Problem to work on:
Please restate the material below word for word, from the first line through the one that contains "fn delete(&self, path: &str) -> Result<(), AppError>;", inclusive.
........
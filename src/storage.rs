use std::fs;
use std::io;
use std::path::{Component, Path, PathBuf};

use uuid::Uuid;

use crate::error::AppError;

pub const PROOF_NAMESPACE: &str = "bookings/payment_proofs";
pub const MAX_PROOF_BYTES: usize = 5 * 1024 * 1024;

/// Where uploaded files live. Paths handed out by `put` are relative to the
/// store and are the only thing persisted on a booking.
pub trait BlobStore: Send + Sync {
    fn put(&self, namespace: &str, filename: &str, bytes: &[u8]) -> Result<String, AppError>;
    fn read(&self, path: &str) -> Result<Vec<u8>, AppError>;
    fn delete(&self, path: &str) -> Result<(), AppError>;
    fn exists(&self, path: &str) -> Result<bool, AppError>;
    fn url_for(&self, path: &str) -> String;
}

#[derive(Debug, Clone)]
pub struct LocalDiskStore {
    root: PathBuf,
    public_base_url: String,
}

impl LocalDiskStore {
    pub fn new(root: impl Into<PathBuf>, public_base_url: impl Into<String>) -> Self {
        Self {
            root: root.into(),
            public_base_url: public_base_url.into().trim_end_matches('/').to_owned(),
        }
    }

    fn resolve(&self, path: &str) -> io::Result<PathBuf> {
        let relative = Path::new(path);
        let clean = relative
            .components()
            .all(|c| matches!(c, Component::Normal(_)));
        if path.is_empty() || !clean {
            return Err(io::Error::new(
                io::ErrorKind::InvalidInput,
                format!("refusing path outside the store: {}", path),
            ));
        }
        Ok(self.root.join(relative))
    }
}

impl BlobStore for LocalDiskStore {
    fn put(&self, namespace: &str, filename: &str, bytes: &[u8]) -> Result<String, AppError> {
        let path = format!("{}/{}", namespace.trim_matches('/'), filename);
        let target = self.resolve(&path).map_err(AppError::StorageWrite)?;
        if let Some(parent) = target.parent() {
            fs::create_dir_all(parent).map_err(AppError::StorageWrite)?;
        }
        fs::write(&target, bytes).map_err(AppError::StorageWrite)?;
        log::debug!("stored {} bytes at {}", bytes.len(), path);
        Ok(path)
    }

    fn read(&self, path: &str) -> Result<Vec<u8>, AppError> {
        let target = self.resolve(path).map_err(AppError::StorageRead)?;
        match fs::read(target) {
            Ok(bytes) => Ok(bytes),
            Err(e) if e.kind() == io::ErrorKind::NotFound => Err(AppError::NotFound("file")),
            Err(e) => Err(AppError::StorageRead(e)),
        }
    }

    fn delete(&self, path: &str) -> Result<(), AppError> {
        let target = self.resolve(path).map_err(AppError::StorageWrite)?;
        match fs::remove_file(target) {
            Ok(()) => Ok(()),
            Err(e) if e.kind() == io::ErrorKind::NotFound => Ok(()),
            Err(e) => Err(AppError::StorageWrite(e)),
        }
    }

    fn exists(&self, path: &str) -> Result<bool, AppError> {
        let target = self.resolve(path).map_err(AppError::StorageRead)?;
        Ok(target.is_file())
    }

    fn url_for(&self, path: &str) -> String {
        format!("{}/storage/{}", self.public_base_url, path)
    }
}

/// An uploaded file exactly as the client sent it.
#[derive(Debug, Clone)]
pub struct UploadedFile {
    pub file_name: String,
    pub content_type: Option<String>,
    pub bytes: Vec<u8>,
}

#[derive(Debug, Clone, Copy, PartialEq, Eq)]
pub enum ProofKind {
    Jpeg,
    Png,
    Pdf,
}

impl ProofKind {
    fn from_extension(ext: &str) -> Option<Self> {
        match ext {
            "jpg" | "jpeg" => Some(ProofKind::Jpeg),
            "png" => Some(ProofKind::Png),
            "pdf" => Some(ProofKind::Pdf),
            _ => None,
        }
    }

    fn from_mime(mime: &str) -> Option<Self> {
        match mime {
            "image/jpeg" | "image/jpg" | "image/pjpeg" => Some(ProofKind::Jpeg),
            "image/png" => Some(ProofKind::Png),
            "application/pdf" => Some(ProofKind::Pdf),
            _ => None,
        }
    }

    pub fn extension(self) -> &'static str {
        match self {
            ProofKind::Jpeg => "jpg",
            ProofKind::Png => "png",
            ProofKind::Pdf => "pdf",
        }
    }

    pub fn content_type(self) -> &'static str {
        match self {
            ProofKind::Jpeg => "image/jpeg",
            ProofKind::Png => "image/png",
            ProofKind::Pdf => "application/pdf",
        }
    }

    fn sniff(bytes: &[u8]) -> Option<Self> {
        if bytes.starts_with(&[0xFF, 0xD8, 0xFF]) {
            Some(ProofKind::Jpeg)
        } else if bytes.starts_with(b"\x89PNG\r\n\x1a\n") {
            Some(ProofKind::Png)
        } else if bytes.starts_with(b"%PDF") {
            Some(ProofKind::Pdf)
        } else {
            None
        }
    }
}

/// A proof that passed validation. Its kind decides the stored extension.
#[derive(Debug, Clone)]
pub struct CheckedProof<'a> {
    pub kind: ProofKind,
    pub bytes: &'a [u8],
}

pub fn validate_proof(file: Option<&UploadedFile>) -> Result<CheckedProof<'_>, AppError> {
    let file = match file {
        Some(f) if !f.bytes.is_empty() => f,
        _ => return Err(AppError::MissingFile),
    };

    if file.bytes.len() > MAX_PROOF_BYTES {
        return Err(AppError::FileTooLarge {
            limit: MAX_PROOF_BYTES,
        });
    }

    let extension = Path::new(&file.file_name)
        .extension()
        .and_then(|e| e.to_str())
        .map(|e| e.to_ascii_lowercase())
        .ok_or(AppError::UnsupportedFileType)?;
    let claimed = ProofKind::from_extension(&extension).ok_or(AppError::UnsupportedFileType)?;

    if let Some(mime) = file.content_type.as_deref() {
        // browsers fall back to octet-stream when they cannot guess
        if mime != "application/octet-stream" && ProofKind::from_mime(mime) != Some(claimed) {
            return Err(AppError::UnsupportedFileType);
        }
    }

    if ProofKind::sniff(&file.bytes) != Some(claimed) {
        return Err(AppError::UnsupportedFileType);
    }

    Ok(CheckedProof {
        kind: claimed,
        bytes: &file.bytes,
    })
}

/// Write a validated proof under a fresh collision-free name.
pub fn store_proof(store: &dyn BlobStore, proof: &CheckedProof<'_>) -> Result<String, AppError> {
    let filename = format!("{}.{}", Uuid::new_v4(), proof.kind.extension());
    store.put(PROOF_NAMESPACE, &filename, proof.bytes)
}

/// Best effort removal used when a database write does not go through.
pub fn discard(store: &dyn BlobStore, path: &str) {
    if let Err(e) = store.delete(path) {
        log::warn!("failed to remove orphaned file {}: {:?}", path, e);
    }
}

pub fn content_type_for(path: &str) -> &'static str {
    let ext = Path::new(path)
        .extension()
        .and_then(|e| e.to_str())
        .map(|e| e.to_ascii_lowercase());
    ext.as_deref()
        .and_then(ProofKind::from_extension)
        .map_or("application/octet-stream", ProofKind::content_type)
}

#[cfg(test)]
mod tests {
    use super::*;

    const PNG: &[u8] = b"\x89PNG\r\n\x1a\n\0\0\0\rIHDR";
    const PDF: &[u8] = b"%PDF-1.7\n%\xe2\xe3\xcf\xd3\n";

    fn upload(name: &str, mime: Option<&str>, bytes: &[u8]) -> UploadedFile {
        UploadedFile {
            file_name: name.to_owned(),
            content_type: mime.map(str::to_owned),
            bytes: bytes.to_vec(),
        }
    }

    #[test]
    fn absent_or_empty_file_is_missing() {
        assert!(matches!(validate_proof(None), Err(AppError::MissingFile)));
        let empty = upload("proof.png", Some("image/png"), b"");
        assert!(matches!(validate_proof(Some(&empty)), Err(AppError::MissingFile)));
    }

    #[test]
    fn accepts_each_supported_type() {
        let png = upload("receipt.PNG", Some("image/png"), PNG);
        let checked = validate_proof(Some(&png)).unwrap();
        assert_eq!(checked.kind, ProofKind::Png);

        let pdf = upload("receipt.pdf", Some("application/pdf"), PDF);
        assert_eq!(validate_proof(Some(&pdf)).unwrap().kind, ProofKind::Pdf);

        let jpg = upload("receipt.jpg", None, &[0xFF, 0xD8, 0xFF, 0xE0, 0x00]);
        assert_eq!(validate_proof(Some(&jpg)).unwrap().kind, ProofKind::Jpeg);
    }

    #[test]
    fn rejects_other_extensions() {
        let gif = upload("receipt.gif", Some("image/gif"), b"GIF89a");
        assert!(matches!(
            validate_proof(Some(&gif)),
            Err(AppError::UnsupportedFileType)
        ));
        let bare = upload("receipt", None, PNG);
        assert!(matches!(
            validate_proof(Some(&bare)),
            Err(AppError::UnsupportedFileType)
        ));
    }

    #[test]
    fn rejects_content_that_does_not_match_extension() {
        let disguised = upload("receipt.png", Some("image/png"), b"MZ\x90\0executable");
        assert!(matches!(
            validate_proof(Some(&disguised)),
            Err(AppError::UnsupportedFileType)
        ));
    }

    #[test]
    fn rejects_files_over_five_mebibytes() {
        let mut bytes = PNG.to_vec();
        bytes.resize(MAX_PROOF_BYTES + 1, 0);
        let big = upload("receipt.png", Some("image/png"), &bytes);
        assert!(matches!(
            validate_proof(Some(&big)),
            Err(AppError::FileTooLarge { .. })
        ));

        bytes.truncate(MAX_PROOF_BYTES);
        let at_limit = upload("receipt.png", Some("image/png"), &bytes);
        assert!(validate_proof(Some(&at_limit)).is_ok());
    }

    #[test]
    fn store_proof_keeps_extension_and_namespaces_the_file() {
        let dir = tempfile::tempdir().unwrap();
        let store = LocalDiskStore::new(dir.path(), "http://localhost:8080/");
        let file = upload("scan.PDF", Some("application/pdf"), PDF);
        let checked = validate_proof(Some(&file)).unwrap();

        let first = store_proof(&store, &checked).unwrap();
        let second = store_proof(&store, &checked).unwrap();

        assert!(first.starts_with("bookings/payment_proofs/"));
        assert!(first.ends_with(".pdf"));
        assert_eq!(content_type_for(&first), "application/pdf");
        assert_ne!(first, second);
        assert!(store.exists(&first).unwrap());
        assert_eq!(store.read(&first).unwrap(), PDF);
        assert_eq!(
            store.url_for(&first),
            format!("http://localhost:8080/storage/{}", first)
        );
    }

    #[test]
    fn delete_is_idempotent() {
        let dir = tempfile::tempdir().unwrap();
        let store = LocalDiskStore::new(dir.path(), "http://localhost");
        let path = store.put("misc", "a.png", PNG).unwrap();
        store.delete(&path).unwrap();
        assert!(!store.exists(&path).unwrap());
        store.delete(&path).unwrap();
    }

    #[test]
    fn refuses_paths_escaping_the_root() {
        let dir = tempfile::tempdir().unwrap();
        let store = LocalDiskStore::new(dir.path(), "http://localhost");
        assert!(matches!(
            store.read("../etc/passwd"),
            Err(AppError::StorageRead(_))
        ));
        assert!(matches!(
            store.put("../outside", "x.png", PNG),
            Err(AppError::StorageWrite(_))
        ));
    }

    #[test]
    fn missing_file_reads_as_not_found() {
        let dir = tempfile::tempdir().unwrap();
        let store = LocalDiskStore::new(dir.path(), "http://localhost");
        assert!(matches!(
            store.read("bookings/payment_proofs/nope.png"),
            Err(AppError::NotFound(_))
        ));
    }

    #[test]
    fn content_type_follows_extension() {
        assert_eq!(content_type_for("a/b.JPG"), "image/jpeg");
        assert_eq!(content_type_for("a/b.pdf"), "application/pdf");
        assert_eq!(content_type_for("a/b.bin"), "application/octet-stream");
    }

    #[test]
    fn stored_name_follows_detected_kind() {
        let dir = tempfile::tempdir().unwrap();
        let store = LocalDiskStore::new(dir.path(), "http://localhost");
        let file = upload("photo.JPEG", Some("image/jpeg"), &[0xFF, 0xD8, 0xFF, 0xE0, 0x00]);
        let checked = validate_proof(Some(&file)).unwrap();
        assert_eq!(checked.kind, ProofKind::Jpeg);

        let path = store_proof(&store, &checked).unwrap();
        assert!(path.ends_with(".jpg"));
        assert_eq!(content_type_for(&path), checked.kind.content_type());
    }
}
........
Written solution:
filename src/storage.rs
use std::fs;
use std::io;
use std::path::{Component, Path, PathBuf};

use uuid::Uuid;

use crate::error::AppError;

pub const PROOF_NAMESPACE: &str = "bookings/payment_proofs";
pub const MAX_PROOF_BYTES: usize = 5 * 1024 * 1024;

/// Where uploaded files live. Paths handed out by `put` are relative to the
/// store and are the only thing persisted on a booking.
pub trait BlobStore: Send + Sync {
    fn put(&self, namespace: &str, filename: &str, bytes: &[u8]) -> Result<String, AppError>;
    fn read(&self, path: &str) -> Result<Vec<u8>, AppError>;
    fn delete(&self, path: &str) -> Result<(), AppError>;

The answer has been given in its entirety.